The El Paso Democrat’s first campaign ads attack Abbott over the trigger law, saying it is too extreme.

Abbott’s camp hit back with an ad Thursday, claiming O’Rourke supports “born alive” abortion, a reference to some late-term procedures.

“Beto O’Rourke’s extreme views on abortion, which includes support for third trimester abortion, partial-birth abortion and even opposing life-saving care for babies who survive abortion, are not only out-of-touch with Texas, they’re out-of-touch with basic humanity,” Abbott spokesperson Renae Eza said.

O’Rourke did not provide specifics when asked if he favors any restrictions on abortions.

“I trust women and their doctors to make their decisions about their bodies, about their health care and about their future,” O’Rourke said. “I think that is the best, smartest, most constitutional, American and Texan approach to this issue.

Democrats Mike Collier and Rochelle Garza, running for Lt. Governor and Attorney General, also released a joint ad pushing back against the near-total abortion ban.

In the ad, Garza touted her record winning reproductive rights cases as an ACLU lawyer.

“My daughter was three months old when Roe fell,” Garza said in the ad. “I’m in this fight for her. So that she can decide if, when, or how to start a family.”

The Dallas Morning News/UT-Tyler poll found Garza is two points behind Texas Attorney General Ken Paxton, the closest of any statewide race.

At the press conference, O’Rourke was joined by abortion providers and Texans who were impacted by the abortion ban.

Elizabeth Weller, a Houston resident, spoke in support of O’Rourke at the conference.
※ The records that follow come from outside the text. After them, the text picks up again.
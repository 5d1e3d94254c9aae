//! Composite bullish scoring
//!
//! 0-100 score summed (not averaged) from independently capped components:
//! - Bid strength (25 pts)
//! - Bid/ask lot ratio (20 pts)
//! - Spread percentage (15 pts)
//! - Traded volume (10 pts)
//! - Lot imbalance (10 pts)
//! - No fake bid (10 pts)
//! - No spoofing (10 pts)
//!
//! Every table is a step function: a value equal to a threshold falls to the
//! next lower tier for the "exceeds" tables.

use crate::config::{AnalyzerConfig, ScoreTier, MAX_SCORE};
use crate::orderbook::analytics::anomaly::{detect_fake_bid, detect_spoofing};
use crate::orderbook::analytics::types::{
    FakeBidDetection, ScoreComponents, ScoreResult, SpoofingDetection,
};
use crate::orderbook::metrics::{bid_ask_ratio, bid_strength, imbalance, spread_percentage};
use crate::orderbook::types::{Ratio, Snapshot};

/// Score the current snapshot, running both detectors over `history`
///
/// # Arguments
/// * `current` - Snapshot treated as "now" for every book metric
/// * `history` - Chronological snapshots scanned by the manipulation detectors
pub fn calculate_bullish_score(
    current: &Snapshot,
    history: &[Snapshot],
    config: &AnalyzerConfig,
) -> ScoreResult {
    let fake_bid = detect_fake_bid(history, &config.fake_bid);
    let spoofing = detect_spoofing(
        history,
        &config.spoofing,
        config.unit_multiplier,
        config.min_order_value,
    );

    score_with_detections(current, &fake_bid, &spoofing, config)
}

/// Score the current snapshot against precomputed detector results
pub fn score_with_detections(
    current: &Snapshot,
    fake_bid: &FakeBidDetection,
    spoofing: &SpoofingDetection,
    config: &AnalyzerConfig,
) -> ScoreResult {
    let tables = &config.score;

    let components = ScoreComponents {
        bid_strength: points_exceeding(bid_strength(current), &tables.bid_strength),
        bid_ask_ratio: ratio_points(bid_ask_ratio(current), &tables.bid_ask_ratio),
        spread: points_at_most(spread_percentage(current), &tables.spread_pct),
        volume: points_exceeding(current.traded_volume as f64, &tables.volume),
        imbalance: points_exceeding(
            imbalance(current, config.unit_multiplier).lot_imbalance,
            &tables.lot_imbalance,
        ),
        no_fake_bid: if fake_bid.detected { 0 } else { tables.no_fake_bid },
        no_spoofing: if spoofing.detected { 0 } else { tables.no_spoofing },
    };

    let score = components.total().min(MAX_SCORE);

    tracing::debug!(
        "Bullish score {} (strength={} ratio={} spread={} volume={} imb={} fake={} spoof={})",
        score,
        components.bid_strength,
        components.bid_ask_ratio,
        components.spread,
        components.volume,
        components.imbalance,
        fake_bid.detected,
        spoofing.detected
    );

    ScoreResult {
        score,
        percentage: score as f64 / MAX_SCORE as f64 * 100.0,
        components,
        fake_bid_detected: fake_bid.detected,
        spoofing_detected: spoofing.detected,
    }
}

/// Points of the first tier whose threshold `value` strictly exceeds
fn points_exceeding(value: f64, tiers: &[ScoreTier]) -> u32 {
    tiers
        .iter()
        .find(|tier| value > tier.threshold)
        .map_or(0, |tier| tier.points)
}

/// Points of the first tier whose threshold `value` is at or below
fn points_at_most(value: f64, tiers: &[ScoreTier]) -> u32 {
    tiers
        .iter()
        .find(|tier| value <= tier.threshold)
        .map_or(0, |tier| tier.points)
}

fn ratio_points(ratio: Ratio, tiers: &[ScoreTier]) -> u32 {
    tiers
        .iter()
        .find(|tier| ratio.exceeds(tier.threshold))
        .map_or(0, |tier| tier.points)
}

#[cfg(test)]
mod tests {
    use super::*;
    use crate::config::ScoreThresholds;
    use crate::orderbook::types::PriceLevel;

    fn snapshot(bid_lot: f64, ask_lot: f64, bid: i64, ask: i64, volume: u64) -> Snapshot {
        Snapshot::new(
            vec![PriceLevel::new(bid, 5, bid_lot)],
            vec![PriceLevel::new(ask, 5, ask_lot)],
            bid,
            volume,
        )
    }

    #[test]
    fn test_tier_boundaries_are_strict() {
        let tables = ScoreThresholds::default();

        assert_eq!(points_exceeding(0.71, &tables.bid_strength), 25);
        assert_eq!(points_exceeding(0.7, &tables.bid_strength), 20);
        assert_eq!(points_exceeding(0.5, &tables.bid_strength), 0);

        assert_eq!(points_at_most(0.5, &tables.spread_pct), 15);
        assert_eq!(points_at_most(0.51, &tables.spread_pct), 10);
        assert_eq!(points_at_most(1.5, &tables.spread_pct), 5);
        assert_eq!(points_at_most(1.51, &tables.spread_pct), 0);

        assert_eq!(points_exceeding(500_000.0, &tables.volume), 5);
        assert_eq!(points_exceeding(100_000.0, &tables.volume), 0);
    }

    #[test]
    fn test_ratio_points_infinite() {
        let tables = ScoreThresholds::default();
        assert_eq!(ratio_points(Ratio::Infinite, &tables.bid_ask_ratio), 20);
        assert_eq!(ratio_points(Ratio::Finite(1.6), &tables.bid_ask_ratio), 15);
        assert_eq!(ratio_points(Ratio::Finite(1.0), &tables.bid_ask_ratio), 0);
    }

    #[test]
    fn test_full_score() {
        // bid 800 / ask 200, spread 3/1000 = 0.3%, volume 600k
        let current = snapshot(800.0, 200.0, 1000, 1003, 600_000);
        let result =
            calculate_bullish_score(&current, &[current.clone()], &AnalyzerConfig::default());

        assert_eq!(result.score, 100);
        assert_eq!(result.percentage, 100.0);
        assert_eq!(result.components.bid_strength, 25);
        assert_eq!(result.components.bid_ask_ratio, 20);
        assert_eq!(result.components.spread, 15);
        assert_eq!(result.components.volume, 10);
        assert_eq!(result.components.imbalance, 10);
        assert!(!result.fake_bid_detected);
        assert!(!result.spoofing_detected);
    }

    #[test]
    fn test_bearish_book_keeps_clean_points_only() {
        // bid 200 / ask 800, spread 20/1000 = 2%, thin volume
        let current = snapshot(200.0, 800.0, 1000, 1020, 10_000);
        let result =
            calculate_bullish_score(&current, &[current.clone()], &AnalyzerConfig::default());

        assert_eq!(result.score, 20);
        assert_eq!(result.components.no_fake_bid, 10);
        assert_eq!(result.components.no_spoofing, 10);
        assert_eq!(result.components.spread, 0);
    }

    #[test]
    fn test_manipulation_flags_remove_points() {
        let current = snapshot(800.0, 200.0, 1000, 1003, 600_000);
        let fake_bid = FakeBidDetection {
            detected: true,
            fake_prices: vec![1000],
            count: 1,
        };
        let spoofing = SpoofingDetection::default();

        let result =
            score_with_detections(&current, &fake_bid, &spoofing, &AnalyzerConfig::default());
        assert_eq!(result.score, 90);
        assert_eq!(result.components.no_fake_bid, 0);
        assert!(result.fake_bid_detected);
    }

    #[test]
    fn test_empty_book_scores_spread_only() {
        // Empty sides: strength 0, ratio 0, spread% 0 (counts as tight), imbalance 0
        let current = Snapshot::new(vec![], vec![], 0, 0);
        let result = calculate_bullish_score(&current, &[], &AnalyzerConfig::default());

        assert_eq!(result.components.spread, 15);
        assert_eq!(result.score, 35);
        assert!(result.score <= MAX_SCORE);
    }
}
Weller developed a severe infection after a premature rupture of membranes in her pregnancy. Because her fetus still had a heartbeat, doctors in Texas did not allow her to terminate the pregnancy, for several days, while her infection worsened.

Weller said situations like hers are the future for many women in Texas and other sates with restrictive abortion laws.

“It doesn’t have to be the future that we are going to look forward to. We can make that change. Texans can make that change when we come out to the polls,” Weller said. “I implore you to vote with your consciences, do what’s right, and vote for a new governor to be in this position.”